A. TO THE MAXIMUM EXTENT PERMITTED BY APPLICABLE LAW, THE SERVICES ARE PROVIDED TO MERCHANT HEREUNDER STRICTLY ON AN “AS IS” AND “AS AVAILABLE” BASIS WITHOUT ANY WARRANTY OF ANY KIND, AND APTEAN, WEPAY AND THE BANK HEREBY DISCLAIM ANY AND ALL CONDITIONS, REPRESENTATIONS, AND WARRANTIES, WHETHER EXPRESS, IMPLIED, STATUTORY, OR OTHERWISE, INCLUDING, WITHOUT LIMITATION, ANY IMPLIED WARRANTY OF MERCHANTABILITY, SATISFACTORY QUALITY, TITLE, ACCURACY OF DATA, NON-INFRINGEMENT, NON-INTERFERENCE, AND FITNESS FOR A PARTICULAR PURPOSE. WHERE LEGAL REQUIREMENTS IMPOSE AN IMPLIED WARRANTY BY US OR THE BANK, SUCH WARRANTY ENDS 30 DAYS FROM THE DATE THE SERVICE IS FIRST AVAILABLE TO YOU.
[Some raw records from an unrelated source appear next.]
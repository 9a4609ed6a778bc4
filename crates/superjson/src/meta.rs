//! Wire types: the envelope and its `meta` annotations.
//!
//! ```text
//! {"json": <plain JSON>,
//!  "meta": {"values": <type tree>, "referentialEqualities": <equalities>, "v": 1}}
//! ```

use std::fmt;

use indexmap::IndexMap;
use serde::de::Error as _;
use serde::{Deserialize, Deserializer, Serialize, Serializer};
use serde_json::Value as Json;

use crate::error::DecodeError;

/// Current wire format version written to `meta.v`.
pub const FORMAT_VERSION: u32 = 1;

// ----------------------------------------------------------------
// Type tags

/// The type of one annotated location.
#[derive(Debug, Clone, PartialEq, Eq, Hash)]
pub enum TypeTag {
    Undefined,
    BigInt,
    Date,
    RegExp,
    Error,
    Set,
    Map,
    /// `NaN`, `Infinity`, `-Infinity` or `-0`.
    Number,
    Url,
    /// `["class", name]`, produced for registered classes.
    Class(String),
    /// `["symbol", name]`, produced for registered symbols.
    Symbol(String),
    /// `["custom", name]`, produced for custom transformers.
    Custom(String),
}

impl TypeTag {
    pub fn to_json(&self) -> Json {
        match self {
            TypeTag::Class(name) => Json::Array(vec!["class".into(), name.as_str().into()]),
            TypeTag::Symbol(name) => Json::Array(vec!["symbol".into(), name.as_str().into()]),
            TypeTag::Custom(name) => Json::Array(vec!["custom".into(), name.as_str().into()]),
            simple => Json::String(simple.to_string()),
        }
    }

    pub fn from_json(json: &Json) -> Result<Self, DecodeError> {
        let invalid = || DecodeError::InvalidAnnotation(json.to_string());
        match json {
            Json::String(s) => match s.as_str() {
                "undefined" => Ok(TypeTag::Undefined),
                "bigint" => Ok(TypeTag::BigInt),
                "Date" => Ok(TypeTag::Date),
                "regexp" => Ok(TypeTag::RegExp),
                "Error" => Ok(TypeTag::Error),
                "set" => Ok(TypeTag::Set),
                "map" => Ok(TypeTag::Map),
                "number" => Ok(TypeTag::Number),
                "URL" => Ok(TypeTag::Url),
                _ => Err(invalid()),
            },
            Json::Array(parts) => match parts.as_slice() {
                [Json::String(kind), Json::String(name)] => match kind.as_str() {
                    "class" => Ok(TypeTag::Class(name.clone())),
                    "symbol" => Ok(TypeTag::Symbol(name.clone())),
                    "custom" => Ok(TypeTag::Custom(name.clone())),
                    _ => Err(invalid()),
                },
                _ => Err(invalid()),
            },
            _ => Err(invalid()),
        }
    }
}

impl fmt::Display for TypeTag {
    fn fmt(&self, f: &mut fmt::Formatter<'_>) -> fmt::Result {
        match self {
            TypeTag::Undefined => f.write_str("undefined"),
            TypeTag::BigInt => f.write_str("bigint"),
            TypeTag::Date => f.write_str("Date"),
            TypeTag::RegExp => f.write_str("regexp"),
            TypeTag::Error => f.write_str("Error"),
            TypeTag::Set => f.write_str("set"),
            TypeTag::Map => f.write_str("map"),
            TypeTag::Number => f.write_str("number"),
            TypeTag::Url => f.write_str("URL"),
            TypeTag::Class(name) => write!(f, "class {name}"),
            TypeTag::Symbol(name) => write!(f, "symbol {name}"),
            TypeTag::Custom(name) => write!(f, "custom {name}"),
        }
    }
}

// ----------------------------------------------------------------
// Type tree (meta.values)

/// Annotations for a sub-tree, keyed by escaped relative paths.
pub type Children = IndexMap<String, TypeTree>;

/// The `meta.values` structure.
#[derive(Debug, Clone, PartialEq)]
pub enum TypeTree {
    /// `[tag]` or `[tag, {path: tree}]`: the location itself has a type,
    /// and possibly annotated descendants.
    Node { tag: TypeTag, children: Option<Children> },
    /// `{path: tree}`: the location is untyped, only descendants are.
    Paths(Children),
}

impl TypeTree {
    pub fn leaf(tag: TypeTag) -> Self {
        TypeTree::Node { tag, children: None }
    }

    pub fn to_json(&self) -> Json {
        match self {
            TypeTree::Node { tag, children } => {
                let mut out = vec![tag.to_json()];
                if let Some(children) = children {
                    out.push(children_to_json(children));
                }
                Json::Array(out)
            }
            TypeTree::Paths(children) => children_to_json(children),
        }
    }

    pub fn from_json(json: &Json) -> Result<Self, DecodeError> {
        match json {
            Json::Array(parts) => {
                let tag = parts
                    .first()
                    .ok_or_else(|| DecodeError::InvalidAnnotation(json.to_string()))
                    .and_then(TypeTag::from_json)?;
                let children = match parts.get(1) {
                    None => None,
                    Some(Json::Object(map)) => Some(children_from_json(map)?),
                    Some(other) => return Err(DecodeError::InvalidAnnotation(other.to_string())),
                };
                if parts.len() > 2 {
                    return Err(DecodeError::InvalidAnnotation(json.to_string()));
                }
                Ok(TypeTree::Node { tag, children })
            }
            Json::Object(map) => Ok(TypeTree::Paths(children_from_json(map)?)),
            other => Err(DecodeError::InvalidAnnotation(other.to_string())),
        }
    }
}

fn children_to_json(children: &Children) -> Json {
    Json::Object(children.iter().map(|(k, v)| (k.clone(), v.to_json())).collect())
}

fn children_from_json(map: &serde_json::Map<String, Json>) -> Result<Children, DecodeError> {
    map.iter()
        .map(|(k, v)| Ok((k.clone(), TypeTree::from_json(v)?)))
        .collect()
}

// ----------------------------------------------------------------
// Referential equalities (meta.referentialEqualities)

/// Representative path mapped to the paths that hold the same object.
pub type EqualityPaths = IndexMap<String, Vec<String>>;

/// The `meta.referentialEqualities` structure.
#[derive(Debug, Clone, PartialEq)]
pub enum ReferentialEqualities {
    /// `{path: [identical paths]}`.
    Paths(EqualityPaths),
    /// `[[paths identical to the root]]` or `[[...], {path: [...]}]`.
    Rooted {
        root: Vec<String>,
        others: Option<EqualityPaths>,
    },
}

impl ReferentialEqualities {
    pub fn to_json(&self) -> Json {
        match self {
            ReferentialEqualities::Paths(paths) => equality_paths_to_json(paths),
            ReferentialEqualities::Rooted { root, others } => {
                let mut out = vec![Json::Array(root.iter().map(|p| p.as_str().into()).collect())];
                if let Some(others) = others {
                    out.push(equality_paths_to_json(others));
                }
                Json::Array(out)
            }
        }
    }

    pub fn from_json(json: &Json) -> Result<Self, DecodeError> {
        let invalid = || DecodeError::InvalidAnnotation(json.to_string());
        match json {
            Json::Object(map) => Ok(ReferentialEqualities::Paths(equality_paths_from_json(map)?)),
            Json::Array(parts) => {
                let root = parts.first().ok_or_else(invalid).and_then(string_list)?;
                let others = match parts.get(1) {
                    None => None,
                    Some(Json::Object(map)) => Some(equality_paths_from_json(map)?),
                    Some(_) => return Err(invalid()),
                };
                Ok(ReferentialEqualities::Rooted { root, others })
            }
            _ => Err(invalid()),
        }
    }
}

fn equality_paths_to_json(paths: &EqualityPaths) -> Json {
    Json::Object(
        paths
            .iter()
            .map(|(k, v)| (k.clone(), Json::Array(v.iter().map(|p| p.as_str().into()).collect())))
            .collect(),
    )
}

fn equality_paths_from_json(map: &serde_json::Map<String, Json>) -> Result<EqualityPaths, DecodeError> {
    map.iter().map(|(k, v)| Ok((k.clone(), string_list(v)?))).collect()
}

fn string_list(json: &Json) -> Result<Vec<String>, DecodeError> {
    let invalid = || DecodeError::InvalidAnnotation(json.to_string());
    json.as_array()
        .ok_or_else(invalid)?
        .iter()
        .map(|p| p.as_str().map(str::to_string).ok_or_else(invalid))
        .collect()
}

macro_rules! serde_via_json {
    ($($t:ty),*) => {
        $(
            impl Serialize for $t {
                fn serialize<S: Serializer>(&self, serializer: S) -> Result<S::Ok, S::Error> {
                    self.to_json().serialize(serializer)
                }
            }

            impl<'de> Deserialize<'de> for $t {
                fn deserialize<D: Deserializer<'de>>(deserializer: D) -> Result<Self, D::Error> {
                    let json = Json::deserialize(deserializer)?;
                    <$t>::from_json(&json).map_err(D::Error::custom)
                }
            }
        )*
    };
}

serde_via_json!(TypeTag, TypeTree, ReferentialEqualities);

// ----------------------------------------------------------------
// Envelope

/// Side-channel metadata of an envelope.
#[derive(Debug, Clone, PartialEq, Default, Serialize, Deserialize)]
#[serde(rename_all = "camelCase")]
pub struct Meta {
    #[serde(default, skip_serializing_if = "Option::is_none")]
    pub values: Option<TypeTree>,
    #[serde(default, skip_serializing_if = "Option::is_none")]
    pub referential_equalities: Option<ReferentialEqualities>,
    /// Format version; absent on envelopes from before path escaping.
    #[serde(default, skip_serializing_if = "Option::is_none")]
    pub v: Option<u32>,
}

impl Meta {
    /// Whether paths in this meta use the pre-escaping syntax.
    pub fn legacy_paths(&self) -> bool {
        self.v.unwrap_or(0) < 1
    }
}

/// The plain-JSON-safe structure the encoder produces.
///
/// `json` is `None` only when the encoded root was `undefined`; a JSON
/// `null` root is `Some(Json::Null)`.
#[derive(Debug, Clone, PartialEq, Default, Serialize, Deserialize)]
pub struct Envelope {
    #[serde(default, skip_serializing_if = "Option::is_none", deserialize_with = "present")]
    pub json: Option<Json>,
    #[serde(default, skip_serializing_if = "Option::is_none")]
    pub meta: Option<Meta>,
}

impl Envelope {
    /// The envelope as a JSON value, in wire key order.
    pub fn to_json(&self) -> Json {
        let mut out = serde_json::Map::new();
        if let Some(json) = &self.json {
            out.insert("json".to_string(), json.clone());
        }
        if let Some(meta) = &self.meta {
            let mut m = serde_json::Map::new();
            if let Some(values) = &meta.values {
                m.insert("values".to_string(), values.to_json());
            }
            if let Some(eq) = &meta.referential_equalities {
                m.insert("referentialEqualities".to_string(), eq.to_json());
            }
            if let Some(v) = meta.v {
                m.insert("v".to_string(), v.into());
            }
            out.insert("meta".to_string(), Json::Object(m));
        }
        Json::Object(out)
    }

    pub fn from_json(json: &Json) -> Result<Self, DecodeError> {
        Ok(Envelope::deserialize(json)?)
    }
}

/// Keeps an explicit `null` as `Some(Null)` rather than folding it into `None`.
fn present<'de, D: Deserializer<'de>>(deserializer: D) -> Result<Option<Json>, D::Error> {
    Json::deserialize(deserializer).map(Some)
}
APTEAN, WEPAY AND THE BANK DO NOT WARRANT, ENDORSE, GUARANTEE, OR ASSUME RESPONSIBILITY FOR ANY PRODUCT OR SERVICE ADVERTISED OR OFFERED BY A MERCHANT OR OTHER THIRD PARTY THROUGH THE SERVICE OR ANY HYPERLINKED WEBSITE OR SERVICE, OR FEATURED IN ANY BANNER OR OTHER ADVERTISING. NEITHER APTEAN, WEPAY NOR THE BANK WILL BE A PARTY TO OR IN ANY WAY MONITOR ANY TRANSACTION BETWEEN YOU AND THIRD-PARTY PROVIDERS OF PRODUCTS OR SERVICES.
B. WITHOUT LIMITING THE FOREGOING, NEITHER APTEAN, WEPAY OR THE BANK MAKES NO WARRANTY THAT (A) THE SERVICES WILL MEET MERCHANT’S REQUIREMENTS; (B) THE SERVICES WILL BE UNINTERRUPTED, TIMELY, SECURE, OR ERROR-FREE; (C) THE RESULTS THAT MAY BE OBTAINED FROM ACCESS TO OR USE OF THE SERVICES WILL BE ACCURATE OR RELIABLE; OR (D) ANY ERRORS IN THE SERVICES WILL BE CORRECTED. NO ORAL OR WRITTEN INFORMATION OR ADVICE GIVEN BY APTEAN OR ANY OF OUR AUTHORIZED REPRESENTATIVES WILL CREATE ANY WARRANTY.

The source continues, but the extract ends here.